Task details: All of the entries below are to be repeated word for word.

____

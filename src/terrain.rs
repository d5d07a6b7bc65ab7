//! The eighteen terrain types, their categories and palette pairings.

use serde::{Deserialize, Serialize};
use std::fmt;
use std::str::FromStr;

#[derive(Debug, Clone, Copy, PartialEq, Eq, Hash, PartialOrd, Ord, Serialize, Deserialize)]
pub enum Category {
    Biome,
    Desert,
}

impl Category {
    pub fn types(&self) -> &'static [TerrainType; 9] {
        match self {
            Category::Biome => &TerrainType::BIOMES,
            Category::Desert => &TerrainType::DESERTS,
        }
    }

    pub fn label(&self) -> &'static str {
        match self {
            Category::Biome => "Biome",
            Category::Desert => "Désert",
        }
    }
}

/// Colour family shared by one Biome type and its Desert counterpart.
///
/// Declaration order is the legend order.
#[derive(Debug, Clone, Copy, PartialEq, Eq, Hash, PartialOrd, Ord, Serialize, Deserialize)]
pub enum PaletteGroup {
    Vert,
    Jaune,
    Orange,
    Violet,
    Noir,
    Rouge,
    Cyan,
    Bleu,
    Rose,
}

#[derive(Debug, Clone, Copy, PartialEq, Eq, Hash, PartialOrd, Ord, Serialize, Deserialize)]
#[serde(rename_all = "snake_case")]
pub enum TerrainType {
    // Biomes
    Foret,
    Jungle,
    Plaine,
    Marais,
    Mont,
    Sable,
    Riviere,
    Lac,
    Oasis,
    // Deserts
    ForetPetrifiee,
    TerresFongales,
    CiteFantome,
    TourbiereAssechee,
    MontNoir,
    Saliniere,
    CanyonPlat,
    #[serde(rename = "mer_d_ombre")]
    MerDOmbre,
    NuageToxique,
}

impl TerrainType {
    pub const BIOMES: [TerrainType; 9] = [
        TerrainType::Foret,
        TerrainType::Jungle,
        TerrainType::Plaine,
        TerrainType::Marais,
        TerrainType::Mont,
        TerrainType::Sable,
        TerrainType::Riviere,
        TerrainType::Lac,
        TerrainType::Oasis,
    ];

    pub const DESERTS: [TerrainType; 9] = [
        TerrainType::ForetPetrifiee,
        TerrainType::TerresFongales,
        TerrainType::CiteFantome,
        TerrainType::TourbiereAssechee,
        TerrainType::MontNoir,
        TerrainType::Saliniere,
        TerrainType::CanyonPlat,
        TerrainType::MerDOmbre,
        TerrainType::NuageToxique,
    ];

    pub fn all() -> impl Iterator<Item = TerrainType> {
        Self::BIOMES.into_iter().chain(Self::DESERTS)
    }

    pub fn key(&self) -> &'static str {
        match self {
            TerrainType::Foret => "foret",
            TerrainType::Jungle => "jungle",
            TerrainType::Plaine => "plaine",
            TerrainType::Marais => "marais",
            TerrainType::Mont => "mont",
            TerrainType::Sable => "sable",
            TerrainType::Riviere => "riviere",
            TerrainType::Lac => "lac",
            TerrainType::Oasis => "oasis",
            TerrainType::ForetPetrifiee => "foret_petrifiee",
            TerrainType::TerresFongales => "terres_fongales",
            TerrainType::CiteFantome => "cite_fantome",
            TerrainType::TourbiereAssechee => "tourbiere_assechee",
            TerrainType::MontNoir => "mont_noir",
            TerrainType::Saliniere => "saliniere",
            TerrainType::CanyonPlat => "canyon_plat",
            TerrainType::MerDOmbre => "mer_d_ombre",
            TerrainType::NuageToxique => "nuage_toxique",
        }
    }

    pub fn label(&self) -> &'static str {
        match self {
            TerrainType::Foret => "Forêt",
            TerrainType::Jungle => "Jungle",
            TerrainType::Plaine => "Plaine",
            TerrainType::Marais => "Marais",
            TerrainType::Mont => "Mont",
            TerrainType::Sable => "Sable",
            TerrainType::Riviere => "Rivière",
            TerrainType::Lac => "Lac",
            TerrainType::Oasis => "Oasis",
            TerrainType::ForetPetrifiee => "Forêt Pétrifiée",
            TerrainType::TerresFongales => "Terres Fongales",
            TerrainType::CiteFantome => "Cité Fantôme",
            TerrainType::TourbiereAssechee => "Tourbière Asséchée",
            TerrainType::MontNoir => "Mont Noir",
            TerrainType::Saliniere => "Salinière",
            TerrainType::CanyonPlat => "Canyon Plat",
            TerrainType::MerDOmbre => "Mer d'ombre",
            TerrainType::NuageToxique => "Nuage Toxique",
        }
    }

    pub fn category(&self) -> Category {
        if Self::BIOMES.contains(self) {
            Category::Biome
        } else {
            Category::Desert
        }
    }

    pub fn palette_group(&self) -> PaletteGroup {
        match self {
            TerrainType::Foret | TerrainType::ForetPetrifiee => PaletteGroup::Vert,
            TerrainType::Jungle | TerrainType::TerresFongales => PaletteGroup::Jaune,
            TerrainType::Plaine | TerrainType::CiteFantome => PaletteGroup::Orange,
            TerrainType::Marais | TerrainType::TourbiereAssechee => PaletteGroup::Violet,
            TerrainType::Mont | TerrainType::MontNoir => PaletteGroup::Noir,
            TerrainType::Sable | TerrainType::Saliniere => PaletteGroup::Rouge,
            TerrainType::Riviere | TerrainType::CanyonPlat => PaletteGroup::Cyan,
            TerrainType::Lac | TerrainType::MerDOmbre => PaletteGroup::Bleu,
            TerrainType::Oasis | TerrainType::NuageToxique => PaletteGroup::Rose,
        }
    }

    /// The type of the other category sharing this palette group.
    pub fn counterpart(&self) -> TerrainType {
        let group = self.palette_group();
        let other = match self.category() {
            Category::Biome => Category::Desert,
            Category::Desert => Category::Biome,
        };
        other
            .types()
            .iter()
            .copied()
            .find(|t| t.palette_group() == group)
            .unwrap_or(*self)
    }

    pub fn from_key(key: &str) -> Option<TerrainType> {
        Self::all().find(|t| t.key() == key)
    }

    /// Mountains are the tall types: they stay visible further out and seed rivers.
    pub fn is_mountain(&self) -> bool {
        matches!(self, TerrainType::Mont | TerrainType::MontNoir)
    }

    /// Channel, lake and flat canyon: cells a river may run through.
    pub fn is_river_passable(&self) -> bool {
        matches!(
            self,
            TerrainType::Riviere | TerrainType::Lac | TerrainType::CanyonPlat
        )
    }

    /// The shadow sea, where a river ends.
    pub fn is_river_terminal(&self) -> bool {
        matches!(self, TerrainType::MerDOmbre)
    }

    /// Inland seas; a single body is capped by neighbour count.
    pub fn is_inland_sea(&self) -> bool {
        matches!(self, TerrainType::Lac | TerrainType::MerDOmbre)
    }
}

impl fmt::Display for TerrainType {
    fn fmt(&self, f: &mut fmt::Formatter<'_>) -> fmt::Result {
        f.write_str(self.label())
    }
}

#[derive(Debug, Clone, PartialEq, Eq, thiserror::Error)]
#[error("unknown terrain type '{0}'")]
pub struct UnknownTerrainKey(pub String);

impl FromStr for TerrainType {
    type Err = UnknownTerrainKey;

    fn from_str(s: &str) -> Result<Self, Self::Err> {
        TerrainType::from_key(s.trim()).ok_or_else(|| UnknownTerrainKey(s.to_string()))
    }
}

____

Output for this exercise:
filename src/terrain.rs
repository d5d07a6b7bc65ab7
//! The eighteen terrain types, their categories and palette pairings.

use serde::{Deserialize, Serialize};
use std::fmt;
use std::str::FromStr;

#[derive(Debug, Clone, Copy, PartialEq, Eq, Hash, PartialOrd, Ord, Serialize, Deserialize)]
pub enum Category {
    Biome,
    Desert,
}

impl Category {
    pub fn types(&self) -> &'static [TerrainType; 9] {
        match self {
            Category::Biome => &TerrainType::BIOMES,
            Category::Desert => &TerrainType::DESERTS,
        }
    }

    pub fn label(&self) -> &'static str {
        match self {
            Category::Biome => "Biome",
            Category::Desert => "Désert",
        }
    }
}

/// Colour family shared by one Biome type and its Desert counterpart.
///
/// Declaration order is the legend order.
#[derive(Debug, Clone, Copy, PartialEq, Eq, Hash, PartialOrd, Ord, Serialize, Deserialize)]
pub enum PaletteGroup {
    Vert,
    Jaune,
    Orange,
    Violet,
    Noir,
    Rouge,
    Cyan,
    Bleu,
    Rose,
}

#[derive(Debug, Clone, Copy, PartialEq, Eq, Hash, PartialOrd, Ord, Serialize, Deserialize)]
#[serde(rename_all = "snake_case")]
pub enum TerrainType {
    // Biomes
    Foret,
    Jungle,
    Plaine,
    Marais,
    Mont,
    Sable,
    Riviere,
    Lac,
    Oasis,
    // Deserts
    ForetPetrifiee,
    TerresFongales,
    CiteFantome,
    TourbiereAssechee,
    MontNoir,
    Saliniere,
    CanyonPlat,
    #[serde(rename = "mer_d_ombre")]
    MerDOmbre,
    NuageToxique,
}

impl TerrainType {
    pub const BIOMES: [TerrainType; 9] = [
        TerrainType::Foret,
        TerrainType::Jungle,
        TerrainType::Plaine,
        TerrainType::Marais,
        TerrainType::Mont,
        TerrainType::Sable,
        TerrainType::Riviere,
        TerrainType::Lac,
        TerrainType::Oasis,
    ];

    pub const DESERTS: [TerrainType; 9] = [
        TerrainType::ForetPetrifiee,
        TerrainType::TerresFongales,
        TerrainType::CiteFantome,
        TerrainType::TourbiereAssechee,
        TerrainType::MontNoir,
        TerrainType::Saliniere,
        TerrainType::CanyonPlat,
        TerrainType::MerDOmbre,
        TerrainType::NuageToxique,
    ];

    pub fn all() -> impl Iterator<Item = TerrainType> {
        Self::BIOMES.into_iter().chain(Self::DESERTS)
    }

    pub fn key(&self) -> &'static str {
        match self {
            TerrainType::Foret => "foret",
            TerrainType::Jungle => "jungle",
            TerrainType::Plaine => "plaine",
            TerrainType::Marais => "marais",
            TerrainType::Mont => "mont",
            TerrainType::Sable => "sable",
            TerrainType::Riviere => "riviere",
            TerrainType::Lac => "lac",
            TerrainType::Oasis => "oasis",
            TerrainType::ForetPetrifiee => "foret_petrifiee",
            TerrainType::TerresFongales => "terres_fongales",
            TerrainType::CiteFantome => "cite_fantome",
            TerrainType::TourbiereAssechee => "tourbiere_assechee",
            TerrainType::MontNoir => "mont_noir",
            TerrainType::Saliniere => "saliniere",
            TerrainType::CanyonPlat => "canyon_plat",
            TerrainType::MerDOmbre => "mer_d_ombre",
            TerrainType::NuageToxique => "nuage_toxique",
        }
    }

    pub fn label(&self) -> &'static str {
        match self {
            TerrainType::Foret => "Forêt",
            TerrainType::Jungle => "Jungle",
            TerrainType::Plaine => "Plaine",
            TerrainType::Marais => "Marais",
            TerrainType::Mont => "Mont",
            TerrainType::Sable => "Sable",
            TerrainType::Riviere => "Rivière",
            TerrainType::Lac => "Lac",
            TerrainType::Oasis => "Oasis",
            TerrainType::ForetPetrifiee => "Forêt Pétrifiée",
            TerrainType::TerresFongales => "Terres Fongales",
            TerrainType::CiteFantome => "Cité Fantôme",
            TerrainType::TourbiereAssechee => "Tourbière Asséchée",
            TerrainType::MontNoir => "Mont Noir",
            TerrainType::Saliniere => "Salinière",
            TerrainType::CanyonPlat => "Canyon Plat",
            TerrainType::MerDOmbre => "Mer d'ombre",
            TerrainType::NuageToxique => "Nuage Toxique",
        }
    }

    pub fn category(&self) -> Category {
        if Self::BIOMES.contains(self) {
            Category::Biome
        } else {
            Category::Desert
        }
    }

    pub fn palette_group(&self) -> PaletteGroup {
        match self {
            TerrainType::Foret | TerrainType::ForetPetrifiee => PaletteGroup::Vert,
            TerrainType::Jungle | TerrainType::TerresFongales => PaletteGroup::Jaune,
            TerrainType::Plaine | TerrainType::CiteFantome => PaletteGroup::Orange,
            TerrainType::Marais | TerrainType::TourbiereAssechee => PaletteGroup::Violet,
            TerrainType::Mont | TerrainType::MontNoir => PaletteGroup::Noir,
            TerrainType::Sable | TerrainType::Saliniere => PaletteGroup::Rouge,
            TerrainType::Riviere | TerrainType::CanyonPlat => PaletteGroup::Cyan,
            TerrainType::Lac | TerrainType::MerDOmbre => PaletteGroup::Bleu,
            TerrainType::Oasis | TerrainType::NuageToxique => PaletteGroup::Rose,
        }
    }

    /// The type of the other category sharing this palette group.
    pub fn counterpart(&self) -> TerrainType {
        let group = self.palette_group();
        let other = match self.category() {
            Category::Biome => Category::Desert,
            Category::Desert => Category::Biome,
        };
        other
            .types()
            .iter()
            .copied()
            .find(|t| t.palette_group() == group)
            .unwrap_or(*self)
    }

    pub fn from_key(key: &str) -> Option<TerrainType> {
        Self::all().find(|t| t.key() == key)
    }

    /// Mountains are the tall types: they stay visible further out and seed rivers.
    pub fn is_mountain(&self) -> bool {
        matches!(self, TerrainType::Mont | TerrainType::MontNoir)
    }

    /// Channel, lake and flat canyon: cells a river may run through.
    pub fn is_river_passable(&self) -> bool {
        matches!(
            self,
            TerrainType::Riviere | TerrainType::Lac | TerrainType::CanyonPlat
        )
    }

    /// The shadow sea, where a river ends.
    pub fn is_river_terminal(&self) -> bool {
        matches!(self, TerrainType::MerDOmbre)
    }

    /// Inland seas; a single body is capped by neighbour count.
    pub fn is_inland_sea(&self) -> bool {
        matches!(self, TerrainType::Lac | TerrainType::MerDOmbre)
    }
}

impl fmt::Display for TerrainType {
    fn fmt(&self, f: &mut fmt::Formatter<'_>) -> fmt::Result {
        f.write_str(self.label())
    }
}

#[derive(Debug, Clone, PartialEq, Eq, thiserror::Error)]
#[error("unknown terrain type '{0}'")]
pub struct UnknownTerrainKey(pub String);

impl FromStr for TerrainType {
    type Err = UnknownTerrainKey;

    fn from_str(s: &str) -> Result<Self, Self::Err> {
        TerrainType::from_key(s.trim()).ok_or_else(|| UnknownTerrainKey(s.to_string()))
    }
}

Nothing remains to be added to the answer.